▶ PROVIDED ENTRIES
◆ ◆ ◆ ◆ ◆ ◆ ◆

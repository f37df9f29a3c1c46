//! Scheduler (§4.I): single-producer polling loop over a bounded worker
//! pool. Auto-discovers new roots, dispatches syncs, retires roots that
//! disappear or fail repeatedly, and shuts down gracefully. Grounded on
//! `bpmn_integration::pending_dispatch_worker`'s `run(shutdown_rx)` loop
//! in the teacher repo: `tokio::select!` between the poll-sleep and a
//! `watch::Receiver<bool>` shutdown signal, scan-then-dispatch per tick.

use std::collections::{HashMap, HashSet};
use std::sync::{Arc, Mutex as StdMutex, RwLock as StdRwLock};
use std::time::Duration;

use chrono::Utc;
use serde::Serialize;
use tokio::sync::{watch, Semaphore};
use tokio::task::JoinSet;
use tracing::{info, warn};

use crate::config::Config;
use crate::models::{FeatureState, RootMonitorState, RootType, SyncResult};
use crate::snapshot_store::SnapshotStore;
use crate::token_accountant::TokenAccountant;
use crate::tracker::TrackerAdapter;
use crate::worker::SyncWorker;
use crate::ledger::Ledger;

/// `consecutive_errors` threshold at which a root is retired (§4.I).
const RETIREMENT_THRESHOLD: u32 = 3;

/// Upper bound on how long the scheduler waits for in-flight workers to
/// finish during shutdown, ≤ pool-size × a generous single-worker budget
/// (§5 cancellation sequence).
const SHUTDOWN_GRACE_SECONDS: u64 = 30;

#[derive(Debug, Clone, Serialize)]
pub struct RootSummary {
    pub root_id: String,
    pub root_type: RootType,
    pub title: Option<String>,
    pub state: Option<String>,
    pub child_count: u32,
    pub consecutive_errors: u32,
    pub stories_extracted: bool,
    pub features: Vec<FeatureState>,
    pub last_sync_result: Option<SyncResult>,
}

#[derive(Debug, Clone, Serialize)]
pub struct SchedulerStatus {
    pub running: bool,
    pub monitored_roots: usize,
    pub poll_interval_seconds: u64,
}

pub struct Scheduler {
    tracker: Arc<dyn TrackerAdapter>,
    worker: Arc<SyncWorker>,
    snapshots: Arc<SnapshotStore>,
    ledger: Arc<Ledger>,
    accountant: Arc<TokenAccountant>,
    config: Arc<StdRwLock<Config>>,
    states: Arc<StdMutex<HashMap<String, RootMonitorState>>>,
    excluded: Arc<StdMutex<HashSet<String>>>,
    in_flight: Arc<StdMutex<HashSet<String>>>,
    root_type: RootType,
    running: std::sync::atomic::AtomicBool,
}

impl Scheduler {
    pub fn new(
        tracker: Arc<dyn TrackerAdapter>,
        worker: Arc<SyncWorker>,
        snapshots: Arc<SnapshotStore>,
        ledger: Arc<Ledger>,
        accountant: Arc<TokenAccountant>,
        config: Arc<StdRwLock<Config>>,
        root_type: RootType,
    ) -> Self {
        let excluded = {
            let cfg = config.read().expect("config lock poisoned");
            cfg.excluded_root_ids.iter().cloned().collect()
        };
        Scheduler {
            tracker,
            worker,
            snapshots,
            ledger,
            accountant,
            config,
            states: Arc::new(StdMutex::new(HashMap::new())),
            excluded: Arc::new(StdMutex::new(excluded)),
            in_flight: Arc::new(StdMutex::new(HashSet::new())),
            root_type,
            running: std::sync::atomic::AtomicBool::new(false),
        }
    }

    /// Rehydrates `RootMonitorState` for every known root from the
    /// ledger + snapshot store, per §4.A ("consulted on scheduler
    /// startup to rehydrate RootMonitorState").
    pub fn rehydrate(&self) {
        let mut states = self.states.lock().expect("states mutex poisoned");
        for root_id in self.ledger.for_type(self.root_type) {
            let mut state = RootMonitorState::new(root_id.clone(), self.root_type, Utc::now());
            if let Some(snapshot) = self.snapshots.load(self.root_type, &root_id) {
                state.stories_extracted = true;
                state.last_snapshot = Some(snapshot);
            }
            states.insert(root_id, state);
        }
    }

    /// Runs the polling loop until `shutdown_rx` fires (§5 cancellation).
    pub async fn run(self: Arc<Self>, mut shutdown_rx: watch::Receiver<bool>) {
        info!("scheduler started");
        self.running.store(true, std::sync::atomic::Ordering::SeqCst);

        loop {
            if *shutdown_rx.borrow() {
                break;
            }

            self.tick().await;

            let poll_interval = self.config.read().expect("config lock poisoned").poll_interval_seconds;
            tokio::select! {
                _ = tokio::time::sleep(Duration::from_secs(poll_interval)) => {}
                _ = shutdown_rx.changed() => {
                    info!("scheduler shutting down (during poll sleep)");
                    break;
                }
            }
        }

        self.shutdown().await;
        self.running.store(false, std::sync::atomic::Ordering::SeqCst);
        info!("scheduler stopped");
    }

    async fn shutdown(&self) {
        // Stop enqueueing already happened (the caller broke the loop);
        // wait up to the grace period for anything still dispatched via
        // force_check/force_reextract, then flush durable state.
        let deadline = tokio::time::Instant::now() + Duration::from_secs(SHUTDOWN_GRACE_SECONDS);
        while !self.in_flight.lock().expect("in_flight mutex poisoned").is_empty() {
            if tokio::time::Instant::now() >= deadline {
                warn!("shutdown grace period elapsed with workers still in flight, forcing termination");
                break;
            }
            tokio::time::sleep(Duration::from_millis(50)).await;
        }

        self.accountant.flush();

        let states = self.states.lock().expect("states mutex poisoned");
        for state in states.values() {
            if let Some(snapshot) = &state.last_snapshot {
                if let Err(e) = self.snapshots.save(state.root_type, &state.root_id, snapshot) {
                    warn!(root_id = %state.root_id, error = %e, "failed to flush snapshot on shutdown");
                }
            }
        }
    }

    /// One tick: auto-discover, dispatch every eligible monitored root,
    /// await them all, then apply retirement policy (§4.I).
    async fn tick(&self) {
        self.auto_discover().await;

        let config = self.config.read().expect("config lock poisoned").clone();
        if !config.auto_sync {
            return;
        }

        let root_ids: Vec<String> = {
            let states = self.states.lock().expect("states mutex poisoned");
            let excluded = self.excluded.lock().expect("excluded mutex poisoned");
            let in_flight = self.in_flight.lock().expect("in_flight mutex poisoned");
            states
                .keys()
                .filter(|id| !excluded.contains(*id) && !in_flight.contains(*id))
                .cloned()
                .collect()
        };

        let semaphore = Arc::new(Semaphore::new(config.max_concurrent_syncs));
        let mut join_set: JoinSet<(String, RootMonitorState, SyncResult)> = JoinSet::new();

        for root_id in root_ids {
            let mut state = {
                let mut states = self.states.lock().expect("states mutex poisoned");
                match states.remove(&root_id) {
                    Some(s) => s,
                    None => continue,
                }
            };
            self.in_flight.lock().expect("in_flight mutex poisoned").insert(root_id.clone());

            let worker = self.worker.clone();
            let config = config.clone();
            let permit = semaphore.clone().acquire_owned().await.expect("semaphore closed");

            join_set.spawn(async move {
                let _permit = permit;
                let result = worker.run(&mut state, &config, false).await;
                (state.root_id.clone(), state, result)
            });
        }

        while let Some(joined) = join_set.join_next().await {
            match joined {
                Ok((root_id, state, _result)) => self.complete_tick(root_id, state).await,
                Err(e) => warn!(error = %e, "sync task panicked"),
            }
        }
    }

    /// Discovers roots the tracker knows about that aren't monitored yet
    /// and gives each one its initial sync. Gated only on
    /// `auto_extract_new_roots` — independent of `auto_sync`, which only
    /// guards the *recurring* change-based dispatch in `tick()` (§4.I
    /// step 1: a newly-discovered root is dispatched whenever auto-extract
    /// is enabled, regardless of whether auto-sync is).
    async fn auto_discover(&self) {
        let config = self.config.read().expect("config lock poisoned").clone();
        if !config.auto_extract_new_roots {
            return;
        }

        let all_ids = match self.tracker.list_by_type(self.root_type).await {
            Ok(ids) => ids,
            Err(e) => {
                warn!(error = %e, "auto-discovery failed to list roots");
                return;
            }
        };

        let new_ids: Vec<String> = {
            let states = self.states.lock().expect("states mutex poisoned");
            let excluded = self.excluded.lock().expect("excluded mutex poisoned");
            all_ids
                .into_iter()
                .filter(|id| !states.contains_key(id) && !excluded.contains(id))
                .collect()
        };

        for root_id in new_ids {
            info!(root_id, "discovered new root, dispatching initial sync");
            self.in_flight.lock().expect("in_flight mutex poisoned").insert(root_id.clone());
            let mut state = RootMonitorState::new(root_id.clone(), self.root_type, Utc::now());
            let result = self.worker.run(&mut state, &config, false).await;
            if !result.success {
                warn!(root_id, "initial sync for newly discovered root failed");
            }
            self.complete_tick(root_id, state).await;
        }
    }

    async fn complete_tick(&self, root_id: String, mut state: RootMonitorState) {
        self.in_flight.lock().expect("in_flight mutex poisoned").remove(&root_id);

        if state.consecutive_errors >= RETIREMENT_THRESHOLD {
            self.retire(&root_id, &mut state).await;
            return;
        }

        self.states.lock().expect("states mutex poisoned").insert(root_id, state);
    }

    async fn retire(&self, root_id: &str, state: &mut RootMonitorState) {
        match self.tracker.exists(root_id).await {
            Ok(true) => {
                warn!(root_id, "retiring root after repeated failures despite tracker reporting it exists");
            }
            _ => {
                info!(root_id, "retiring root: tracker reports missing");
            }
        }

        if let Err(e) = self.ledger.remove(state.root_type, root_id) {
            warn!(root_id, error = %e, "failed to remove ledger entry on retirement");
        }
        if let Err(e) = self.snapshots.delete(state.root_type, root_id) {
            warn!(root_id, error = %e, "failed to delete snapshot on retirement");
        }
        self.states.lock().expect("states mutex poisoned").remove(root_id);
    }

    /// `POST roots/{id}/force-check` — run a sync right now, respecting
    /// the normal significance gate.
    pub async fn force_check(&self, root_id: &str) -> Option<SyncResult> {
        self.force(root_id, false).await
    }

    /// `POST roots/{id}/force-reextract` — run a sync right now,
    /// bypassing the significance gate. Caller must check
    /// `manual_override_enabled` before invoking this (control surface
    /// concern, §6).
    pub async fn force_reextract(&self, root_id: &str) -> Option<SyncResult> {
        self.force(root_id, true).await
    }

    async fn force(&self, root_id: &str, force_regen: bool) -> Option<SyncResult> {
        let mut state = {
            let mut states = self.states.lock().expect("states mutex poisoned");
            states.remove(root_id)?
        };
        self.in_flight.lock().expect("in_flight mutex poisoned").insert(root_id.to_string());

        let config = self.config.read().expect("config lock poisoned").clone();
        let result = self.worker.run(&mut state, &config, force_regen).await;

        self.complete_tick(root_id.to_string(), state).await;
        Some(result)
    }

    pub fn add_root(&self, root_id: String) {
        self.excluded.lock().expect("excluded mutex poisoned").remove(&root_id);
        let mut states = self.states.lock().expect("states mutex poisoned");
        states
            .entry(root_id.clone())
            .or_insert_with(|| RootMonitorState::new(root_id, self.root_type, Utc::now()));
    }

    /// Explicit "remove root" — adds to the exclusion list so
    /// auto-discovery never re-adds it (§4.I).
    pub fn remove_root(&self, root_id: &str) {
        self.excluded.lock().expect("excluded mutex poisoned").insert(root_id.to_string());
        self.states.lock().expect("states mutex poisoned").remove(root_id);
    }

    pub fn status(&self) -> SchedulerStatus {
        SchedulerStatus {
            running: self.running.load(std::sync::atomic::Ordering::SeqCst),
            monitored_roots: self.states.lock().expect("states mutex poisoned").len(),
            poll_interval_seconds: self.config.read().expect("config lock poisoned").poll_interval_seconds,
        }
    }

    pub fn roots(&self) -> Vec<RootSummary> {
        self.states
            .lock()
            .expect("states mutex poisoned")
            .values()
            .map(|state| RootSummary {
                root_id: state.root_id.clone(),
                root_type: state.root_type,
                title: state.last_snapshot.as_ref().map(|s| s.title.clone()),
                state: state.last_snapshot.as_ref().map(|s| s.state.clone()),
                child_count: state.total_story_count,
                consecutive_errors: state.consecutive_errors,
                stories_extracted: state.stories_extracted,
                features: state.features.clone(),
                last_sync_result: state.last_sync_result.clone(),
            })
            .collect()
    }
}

◆ ◆ ◆ ◆ ◆ ◆ ◆

▶ TASK OBJECTIVE
From the entries above, return each line with the word "Some" in it.

▶ ANSWER TO THIS PROBLEM
            if let Some(snapshot) = self.snapshots.load(self.root_type, &root_id) {
                state.last_snapshot = Some(snapshot);
            if let Some(snapshot) = &state.last_snapshot {
                    Some(s) => s,
        while let Some(joined) = join_set.join_next().await {
        Some(result)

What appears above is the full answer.